BEGIN Material to process

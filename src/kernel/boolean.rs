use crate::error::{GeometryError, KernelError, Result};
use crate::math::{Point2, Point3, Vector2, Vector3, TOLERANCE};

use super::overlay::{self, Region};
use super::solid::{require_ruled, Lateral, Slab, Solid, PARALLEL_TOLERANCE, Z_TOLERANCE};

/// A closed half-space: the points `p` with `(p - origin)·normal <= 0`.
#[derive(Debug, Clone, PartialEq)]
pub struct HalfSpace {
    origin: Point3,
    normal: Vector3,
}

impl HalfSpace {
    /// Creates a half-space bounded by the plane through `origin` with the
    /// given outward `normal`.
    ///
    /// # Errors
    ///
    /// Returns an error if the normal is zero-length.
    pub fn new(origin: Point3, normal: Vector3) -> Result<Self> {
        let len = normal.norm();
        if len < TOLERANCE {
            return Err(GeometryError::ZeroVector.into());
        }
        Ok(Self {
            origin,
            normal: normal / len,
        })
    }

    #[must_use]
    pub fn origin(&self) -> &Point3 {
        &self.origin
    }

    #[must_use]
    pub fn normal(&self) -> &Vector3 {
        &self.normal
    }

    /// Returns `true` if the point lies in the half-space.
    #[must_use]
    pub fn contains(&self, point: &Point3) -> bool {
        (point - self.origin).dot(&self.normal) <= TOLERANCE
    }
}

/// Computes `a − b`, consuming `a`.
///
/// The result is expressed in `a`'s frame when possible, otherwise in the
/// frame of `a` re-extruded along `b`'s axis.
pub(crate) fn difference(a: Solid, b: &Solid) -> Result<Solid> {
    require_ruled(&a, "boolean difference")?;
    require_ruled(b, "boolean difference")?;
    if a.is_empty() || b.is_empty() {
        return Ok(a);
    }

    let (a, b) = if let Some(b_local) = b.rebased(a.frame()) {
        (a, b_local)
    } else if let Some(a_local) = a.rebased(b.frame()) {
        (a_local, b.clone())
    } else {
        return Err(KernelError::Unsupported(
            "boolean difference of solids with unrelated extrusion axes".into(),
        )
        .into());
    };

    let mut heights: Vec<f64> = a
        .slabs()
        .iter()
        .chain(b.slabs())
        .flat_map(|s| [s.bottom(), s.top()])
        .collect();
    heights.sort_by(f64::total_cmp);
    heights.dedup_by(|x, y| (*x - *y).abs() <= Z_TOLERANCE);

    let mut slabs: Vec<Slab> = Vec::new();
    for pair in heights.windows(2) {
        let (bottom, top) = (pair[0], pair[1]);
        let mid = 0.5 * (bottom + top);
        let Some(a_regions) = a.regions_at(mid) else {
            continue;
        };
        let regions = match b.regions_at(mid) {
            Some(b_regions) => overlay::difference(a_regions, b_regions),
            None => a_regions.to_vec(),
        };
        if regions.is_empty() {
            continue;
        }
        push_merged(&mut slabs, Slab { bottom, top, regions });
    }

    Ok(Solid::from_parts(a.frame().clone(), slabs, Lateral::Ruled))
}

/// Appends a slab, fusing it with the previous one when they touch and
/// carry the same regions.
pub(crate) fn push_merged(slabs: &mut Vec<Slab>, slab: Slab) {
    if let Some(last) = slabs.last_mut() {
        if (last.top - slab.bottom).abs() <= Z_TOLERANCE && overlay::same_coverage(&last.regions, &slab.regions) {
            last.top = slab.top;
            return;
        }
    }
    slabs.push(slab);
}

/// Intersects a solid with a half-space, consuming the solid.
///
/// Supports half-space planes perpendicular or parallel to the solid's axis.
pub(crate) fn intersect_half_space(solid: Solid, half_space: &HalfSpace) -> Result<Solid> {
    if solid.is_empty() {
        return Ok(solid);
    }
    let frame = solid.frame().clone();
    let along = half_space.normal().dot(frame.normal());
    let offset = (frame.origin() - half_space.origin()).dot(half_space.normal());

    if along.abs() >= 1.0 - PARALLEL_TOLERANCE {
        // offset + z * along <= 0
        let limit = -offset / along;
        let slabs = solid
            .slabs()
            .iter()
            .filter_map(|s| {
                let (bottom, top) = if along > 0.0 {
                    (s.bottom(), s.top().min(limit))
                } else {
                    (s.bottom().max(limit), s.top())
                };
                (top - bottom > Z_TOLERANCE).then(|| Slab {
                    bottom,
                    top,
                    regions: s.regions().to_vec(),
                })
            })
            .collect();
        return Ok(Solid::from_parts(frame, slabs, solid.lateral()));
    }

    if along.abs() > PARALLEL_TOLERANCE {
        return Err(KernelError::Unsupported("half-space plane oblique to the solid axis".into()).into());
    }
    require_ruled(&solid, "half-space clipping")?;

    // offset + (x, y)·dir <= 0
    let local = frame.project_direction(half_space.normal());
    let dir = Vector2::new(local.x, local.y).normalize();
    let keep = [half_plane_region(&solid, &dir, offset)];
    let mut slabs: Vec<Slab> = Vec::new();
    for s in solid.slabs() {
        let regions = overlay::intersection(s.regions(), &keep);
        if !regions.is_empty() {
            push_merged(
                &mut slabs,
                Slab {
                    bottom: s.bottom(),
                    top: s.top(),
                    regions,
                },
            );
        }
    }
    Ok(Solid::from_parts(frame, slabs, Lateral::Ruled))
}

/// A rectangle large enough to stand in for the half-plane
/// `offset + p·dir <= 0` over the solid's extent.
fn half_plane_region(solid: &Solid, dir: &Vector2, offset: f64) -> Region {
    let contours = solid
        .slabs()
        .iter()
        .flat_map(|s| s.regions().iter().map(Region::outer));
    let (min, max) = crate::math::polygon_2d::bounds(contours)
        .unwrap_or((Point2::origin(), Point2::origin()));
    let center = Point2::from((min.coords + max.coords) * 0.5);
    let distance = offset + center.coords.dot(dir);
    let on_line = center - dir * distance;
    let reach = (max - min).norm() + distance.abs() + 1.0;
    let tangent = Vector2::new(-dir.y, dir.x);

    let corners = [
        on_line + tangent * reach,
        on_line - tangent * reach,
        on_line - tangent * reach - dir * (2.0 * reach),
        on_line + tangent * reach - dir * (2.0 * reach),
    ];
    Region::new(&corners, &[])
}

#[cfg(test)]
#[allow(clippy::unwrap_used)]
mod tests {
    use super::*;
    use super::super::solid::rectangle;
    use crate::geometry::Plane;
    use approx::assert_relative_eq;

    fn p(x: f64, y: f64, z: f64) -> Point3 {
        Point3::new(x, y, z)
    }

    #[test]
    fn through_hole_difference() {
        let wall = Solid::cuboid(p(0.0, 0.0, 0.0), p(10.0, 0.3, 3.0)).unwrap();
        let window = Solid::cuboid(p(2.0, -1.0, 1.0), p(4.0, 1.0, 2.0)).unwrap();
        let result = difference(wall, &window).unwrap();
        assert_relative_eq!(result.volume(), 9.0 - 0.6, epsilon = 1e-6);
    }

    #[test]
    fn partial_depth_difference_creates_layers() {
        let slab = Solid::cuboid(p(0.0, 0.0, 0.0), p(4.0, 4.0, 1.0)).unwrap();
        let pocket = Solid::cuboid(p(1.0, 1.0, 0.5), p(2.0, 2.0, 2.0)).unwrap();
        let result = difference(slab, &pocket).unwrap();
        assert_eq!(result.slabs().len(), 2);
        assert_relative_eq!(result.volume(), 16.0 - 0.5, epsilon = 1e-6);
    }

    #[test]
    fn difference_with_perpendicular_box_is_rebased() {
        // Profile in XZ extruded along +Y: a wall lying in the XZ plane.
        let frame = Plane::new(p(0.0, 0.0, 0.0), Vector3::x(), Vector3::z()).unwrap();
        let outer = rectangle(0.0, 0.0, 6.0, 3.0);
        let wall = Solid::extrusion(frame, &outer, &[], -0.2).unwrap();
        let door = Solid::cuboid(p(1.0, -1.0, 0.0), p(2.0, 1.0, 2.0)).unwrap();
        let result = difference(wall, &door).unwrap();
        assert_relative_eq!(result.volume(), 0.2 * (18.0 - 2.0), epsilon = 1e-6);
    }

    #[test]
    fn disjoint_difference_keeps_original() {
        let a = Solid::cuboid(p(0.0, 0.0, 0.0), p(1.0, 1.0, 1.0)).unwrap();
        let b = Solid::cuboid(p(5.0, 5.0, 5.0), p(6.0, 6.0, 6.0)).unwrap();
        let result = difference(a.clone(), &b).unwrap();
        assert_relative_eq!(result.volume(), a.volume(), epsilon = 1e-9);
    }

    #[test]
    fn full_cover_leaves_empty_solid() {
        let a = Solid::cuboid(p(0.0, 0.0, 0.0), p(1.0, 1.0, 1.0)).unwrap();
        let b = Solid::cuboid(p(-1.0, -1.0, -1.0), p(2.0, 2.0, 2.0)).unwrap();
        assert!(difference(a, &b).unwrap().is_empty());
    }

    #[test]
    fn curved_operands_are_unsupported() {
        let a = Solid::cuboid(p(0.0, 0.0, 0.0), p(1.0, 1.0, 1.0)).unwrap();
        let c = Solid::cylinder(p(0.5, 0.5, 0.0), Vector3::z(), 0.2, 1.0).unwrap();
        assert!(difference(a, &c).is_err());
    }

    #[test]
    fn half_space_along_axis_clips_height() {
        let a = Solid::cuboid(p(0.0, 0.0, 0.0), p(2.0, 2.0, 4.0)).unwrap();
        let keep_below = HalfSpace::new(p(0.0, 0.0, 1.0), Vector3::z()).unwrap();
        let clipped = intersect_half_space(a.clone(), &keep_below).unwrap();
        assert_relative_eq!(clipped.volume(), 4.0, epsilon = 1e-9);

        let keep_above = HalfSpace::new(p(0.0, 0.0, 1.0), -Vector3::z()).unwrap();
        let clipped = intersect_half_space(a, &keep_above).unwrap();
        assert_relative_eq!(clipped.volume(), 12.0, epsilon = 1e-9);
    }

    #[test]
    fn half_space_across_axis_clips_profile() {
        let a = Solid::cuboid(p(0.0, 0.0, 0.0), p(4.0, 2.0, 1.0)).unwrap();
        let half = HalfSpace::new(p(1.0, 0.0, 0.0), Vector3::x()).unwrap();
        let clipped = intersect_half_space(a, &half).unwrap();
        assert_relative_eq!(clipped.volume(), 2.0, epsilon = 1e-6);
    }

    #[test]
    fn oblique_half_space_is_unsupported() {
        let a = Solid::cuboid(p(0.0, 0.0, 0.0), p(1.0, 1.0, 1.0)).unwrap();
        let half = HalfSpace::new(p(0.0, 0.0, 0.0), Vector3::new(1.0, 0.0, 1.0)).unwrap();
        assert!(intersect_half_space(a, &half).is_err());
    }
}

END Material to process

--- Description of the task ---
Beginning at the line above with "the solid's axis." and finishing at the line with "if along.abs() > PARALLEL_TOLERANCE", return each line exactly and return nothing else.

--- Answer section ---
/// Supports half-space planes perpendicular or parallel to the solid's axis.
pub(crate) fn intersect_half_space(solid: Solid, half_space: &HalfSpace) -> Result<Solid> {
    if solid.is_empty() {
        return Ok(solid);
    }
    let frame = solid.frame().clone();
    let along = half_space.normal().dot(frame.normal());
    let offset = (frame.origin() - half_space.origin()).dot(half_space.normal());

    if along.abs() >= 1.0 - PARALLEL_TOLERANCE {
        // offset + z * along <= 0
        let limit = -offset / along;
        let slabs = solid
            .slabs()
            .iter()
            .filter_map(|s| {
                let (bottom, top) = if along > 0.0 {
                    (s.bottom(), s.top().min(limit))
                } else {
                    (s.bottom().max(limit), s.top())
                };
                (top - bottom > Z_TOLERANCE).then(|| Slab {
                    bottom,
                    top,
                    regions: s.regions().to_vec(),
                })
            })
            .collect();
        return Ok(Solid::from_parts(frame, slabs, solid.lateral()));
    }

    if along.abs() > PARALLEL_TOLERANCE {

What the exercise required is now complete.